La romancière Charlotte Gingras a su trouver la façon de rendre compte de la dévastation intérieure de ses personnages, sans tomber dans le misérabilisme.
Photo: Jacques Nadeau Le Devoir La romancière Charlotte Gingras a su trouver la façon de rendre compte de la dévastation intérieure de ses personnages, sans tomber dans le misérabilisme.

La liberté ? Connais pas…, Ophélie, Guerres, sans oublier la populaire série Aurélie : le nom de Charlotte Gingras est associé depuis une vingtaine d’années à une littérature pour jeunes de qualité, d’une grande humanité, saluée par de nombreux prix. L’auteure de 74 ans, qui a roulé sa bosse comme enseignante et s’est illustrée comme photographe, n’a jamais hésité à aborder de front des sujets graves, délicats, difficiles.

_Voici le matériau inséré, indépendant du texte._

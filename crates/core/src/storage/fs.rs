//! Filesystem-backed object store.
//!
//! Keys map onto relative paths under a root directory.

use std::path::{Component, Path, PathBuf};

use async_trait::async_trait;
use chrono::{DateTime, Utc};
use tokio::fs;
use tracing::debug;

use super::error::StorageError;
use super::traits::{content_hash, ObjectInfo, ObjectStore};

/// File-name prefix of in-flight writes. Never a valid key component.
const PARTIAL_PREFIX: &str = ".partial-";

/// Object store rooted at a local directory.
pub struct FsObjectStore {
    root: PathBuf,
}

impl FsObjectStore {
    pub fn new(root: impl Into<PathBuf>) -> Self {
        Self { root: root.into() }
    }

    pub fn root(&self) -> &Path {
        &self.root
    }

    fn path_for(&self, key: &str) -> Result<PathBuf, StorageError> {
        if key.is_empty() {
            return Err(StorageError::invalid_key(key, "empty key"));
        }
        let relative = Path::new(key);
        for component in relative.components() {
            match component {
                Component::Normal(part)
                    if part.to_string_lossy().starts_with(PARTIAL_PREFIX) =>
                {
                    return Err(StorageError::invalid_key(
                        key,
                        "uses a name reserved for in-flight writes",
                    ))
                }
                Component::Normal(_) => {}
                _ => {
                    return Err(StorageError::invalid_key(
                        key,
                        "must be a relative path without '..'",
                    ))
                }
            }
        }
        Ok(self.root.join(relative))
    }

    fn key_for(&self, path: &Path) -> Option<String> {
        let relative = path.strip_prefix(&self.root).ok()?;
        let parts: Vec<_> = relative
            .components()
            .map(|c| c.as_os_str().to_str())
            .collect::<Option<_>>()?;
        Some(parts.join("/"))
    }

    async fn info_for(&self, key: String, path: &Path) -> Result<ObjectInfo, StorageError> {
        let meta = fs::metadata(path)
            .await
            .map_err(|e| StorageError::io(path, e))?;
        let last_modified = meta
            .modified()
            .map(DateTime::<Utc>::from)
            .unwrap_or_else(|_| Utc::now());
        Ok(ObjectInfo {
            key,
            size: meta.len(),
            last_modified,
            etag: None,
        })
    }
}

#[async_trait]
impl ObjectStore for FsObjectStore {
    fn name(&self) -> &str {
        "filesystem"
    }

    async fn put(&self, key: &str, bytes: Vec<u8>) -> Result<ObjectInfo, StorageError> {
        let path = self.path_for(key)?;
        if let Some(parent) = path.parent() {
            fs::create_dir_all(parent)
                .await
                .map_err(|e| StorageError::io(parent, e))?;
        }

        // Write to a hidden sibling, then rename; listings skip the sibling.
        let file_name = path
            .file_name()
            .map(|n| n.to_string_lossy().into_owned())
            .unwrap_or_default();
        let tmp = path.with_file_name(format!(
            "{}{}-{}",
            PARTIAL_PREFIX,
            uuid::Uuid::new_v4().simple(),
            file_name
        ));
        fs::write(&tmp, &bytes)
            .await
            .map_err(|e| StorageError::io(&tmp, e))?;
        fs::rename(&tmp, &path)
            .await
            .map_err(|e| StorageError::io(&path, e))?;

        let mut info = self.info_for(key.to_string(), &path).await?;
        info.etag = Some(content_hash(&bytes));
        Ok(info)
    }

    async fn get(&self, key: &str) -> Result<Vec<u8>, StorageError> {
        let path = self.path_for(key)?;
        match fs::read(&path).await {
            Ok(bytes) => Ok(bytes),
            Err(e) if e.kind() == std::io::ErrorKind::NotFound => {
                Err(StorageError::not_found(key))
            }
            Err(e) => Err(StorageError::io(&path, e)),
        }
    }

    async fn list(&self, prefix: &str) -> Result<Vec<ObjectInfo>, StorageError> {
        let mut objects = Vec::new();
        // Only the directory the prefix names needs walking.
        let start = match prefix.rsplit_once('/') {
            Some((dir, _)) if !dir.is_empty() => self.path_for(dir)?,
            _ => self.root.clone(),
        };
        let mut pending = vec![start];

        while let Some(dir) = pending.pop() {
            let mut entries = match fs::read_dir(&dir).await {
                Ok(entries) => entries,
                Err(e) if e.kind() == std::io::ErrorKind::NotFound => continue,
                Err(e) => return Err(StorageError::io(&dir, e)),
            };
            while let Some(entry) = entries
                .next_entry()
                .await
                .map_err(|e| StorageError::io(&dir, e))?
            {
                let path = entry.path();
                let file_type = entry
                    .file_type()
                    .await
                    .map_err(|e| StorageError::io(&path, e))?;
                if file_type.is_dir() {
                    pending.push(path);
                    continue;
                }
                if entry
                    .file_name()
                    .to_string_lossy()
                    .starts_with(PARTIAL_PREFIX)
                {
                    continue;
                }
                let Some(key) = self.key_for(&path) else {
                    continue;
                };
                if key.starts_with(prefix) {
                    objects.push(self.info_for(key, &path).await?);
                }
            }
        }

        objects.sort_by(|a, b| a.key.cmp(&b.key));
        Ok(objects)
    }

    async fn delete(&self, keys: &[String]) -> Result<usize, StorageError> {
        let mut deleted = 0;
        for key in keys {
            let path = self.path_for(key)?;
            match fs::remove_file(&path).await {
                Ok(()) => deleted += 1,
                Err(e) if e.kind() == std::io::ErrorKind::NotFound => {
                    debug!(key = %key, "Object already absent");
                }
                Err(e) => return Err(StorageError::io(&path, e)),
            }
        }
        Ok(deleted)
    }
}

#[cfg(test)]
mod tests {
    use super::*;
    use tempfile::TempDir;

    #[tokio::test]
    async fn test_put_and_list_nested_keys() {
        let dir = TempDir::new().unwrap();
        let store = FsObjectStore::new(dir.path());

        store
            .put("renders/j1/chunks/chunk-00000000.video", b"abc".to_vec())
            .await
            .unwrap();
        store
            .put("renders/j1/pre-render-metadata.json", b"{}".to_vec())
            .await
            .unwrap();
        store.put("renders/j2/out.mp4", b"x".to_vec()).await.unwrap();

        let listed = store.list("renders/j1/").await.unwrap();
        let keys: Vec<_> = listed.iter().map(|o| o.key.as_str()).collect();
        assert_eq!(
            keys,
            vec![
                "renders/j1/chunks/chunk-00000000.video",
                "renders/j1/pre-render-metadata.json"
            ]
        );
        assert_eq!(listed[0].size, 3);
    }

    #[tokio::test]
    async fn test_rejects_traversal() {
        let dir = TempDir::new().unwrap();
        let store = FsObjectStore::new(dir.path());
        assert!(matches!(
            store.put("../escape", vec![]).await,
            Err(StorageError::InvalidKey { .. })
        ));
    }

    #[tokio::test]
    async fn test_delete_missing_is_noop() {
        let dir = TempDir::new().unwrap();
        let store = FsObjectStore::new(dir.path());
        store.put("a/b", b"1".to_vec()).await.unwrap();

        let keys = vec!["a/b".to_string(), "a/c".to_string()];
        assert_eq!(store.delete(&keys).await.unwrap(), 1);
        assert_eq!(store.delete(&keys).await.unwrap(), 0);
        assert!(matches!(
            store.get("a/b").await,
            Err(StorageError::NotFound { .. })
        ));
    }

    #[tokio::test]
    async fn test_list_skips_in_flight_writes() {
        let dir = TempDir::new().unwrap();
        let store = FsObjectStore::new(dir.path());
        store.put("renders/j1/out.mp4", b"done".to_vec()).await.unwrap();
        std::fs::write(
            dir.path().join("renders/j1/.partial-0123-chunk-00000001.video"),
            b"half",
        )
        .unwrap();

        let listed = store.list("renders/j1/").await.unwrap();
        let keys: Vec<_> = listed.iter().map(|o| o.key.as_str()).collect();
        assert_eq!(keys, vec!["renders/j1/out.mp4"]);

        assert!(matches!(
            store.put("renders/j1/.partial-x", vec![]).await,
            Err(StorageError::InvalidKey { .. })
        ));
    }

    #[tokio::test]
    async fn test_list_walks_from_prefix_directory() {
        let dir = TempDir::new().unwrap();
        let store = FsObjectStore::new(dir.path());
        store.put("renders/j1/chunks/chunk-00000000.video", vec![1]).await.unwrap();
        store.put("renders/j1/pre-render-metadata.json", vec![2]).await.unwrap();
        store.put("renders/j10/out.mp4", vec![3]).await.unwrap();

        let keys: Vec<_> = store
            .list("renders/j1/pre")
            .await
            .unwrap()
            .into_iter()
            .map(|o| o.key)
            .collect();
        assert_eq!(keys, vec!["renders/j1/pre-render-metadata.json"]);

        let keys: Vec<_> = store
            .list("renders/j1")
            .await
            .unwrap()
            .into_iter()
            .map(|o| o.key)
            .collect();
        assert_eq!(keys.len(), 3);

        assert!(store.list("renders/missing/").await.unwrap().is_empty());
    }

    #[tokio::test]
    async fn test_list_missing_root_is_empty() {
        let dir = TempDir::new().unwrap();
        let store = FsObjectStore::new(dir.path().join("not-created"));
        assert!(store.list("").await.unwrap().is_empty());
    }
}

En outre, son roman Guerres, s’adressant aux adolescents mais rejoignant tout autant les adultes, jetait un regard sombre sur le conflit afghan et ses retombées pour les familles de soldats canadiens parachutés là-bas.

Premier constat à la lecture de son premier roman dit de littérature générale, et on ne s’en étonnera pas : on est loin du conte de fées. Ce n’est déjà pas rose au début, ça s’enlise dangereusement par la suite. Mieux vaut se faire une raison : malgré les quelques éclaircies semées en cours de route dans No man’s land, la magie n’opérera pas. Non, Cendrillon ne se transformera pas en princesse, comme par enchantement.

Elle y a cru, pourtant. Elle y a rêvé pendant des lunes, la petite Éden de 14 ans au prénom paradisiaque dont la vie, jusque-là, par contraste, ressemble plutôt à une descente aux enfers. Justement. Comment ne pas espérer mieux, ne pas vouloir sortir de son misérable milieu ? Quitte à jouer le tout pour le tout.

Elle pourrait être, à sa façon, l’héroïne de Bonheur d’occasion, transposée aujourd’hui. Une sorte de Florentine Lacasse postmoderne, disons. En plus jeune. Et en plus poquée. Née dans une famille pauvre, nombreuse, mais sans père dans les alentours. Il y a bien une mère, mais elle démissionne de plus en plus de son rôle, elle est de plus en plus inapte. Engourdie par l’alcool, elle se terre avec son énième amant, lui-même inapte à jouer son rôle de faux père.

Il y a les jumeaux, les aînés. Dont le frère délinquant, préféré de la mère. La jumelle, elle, laissée à elle-même, a fait de la séduction un mode de vie. Il y a la jeune soeur, pas encore corrompue par la morosité ambiante. Et il y a elle, Éden, l’enfant du milieu, qui voudrait tant préserver sa petite soeur de ce monde laid, crasseux.

Aucune malice chez Éden, mais beaucoup de débrouillardise. Beaucoup de naïveté, aussi. Surtout, elle est aux prises avec un désir qui la taraude, l’enflamme tout entière, dont elle ne sait que faire. C’est nouveau chez elle, cette brûlure dans le bas-ventre, ça lui tombe dessus.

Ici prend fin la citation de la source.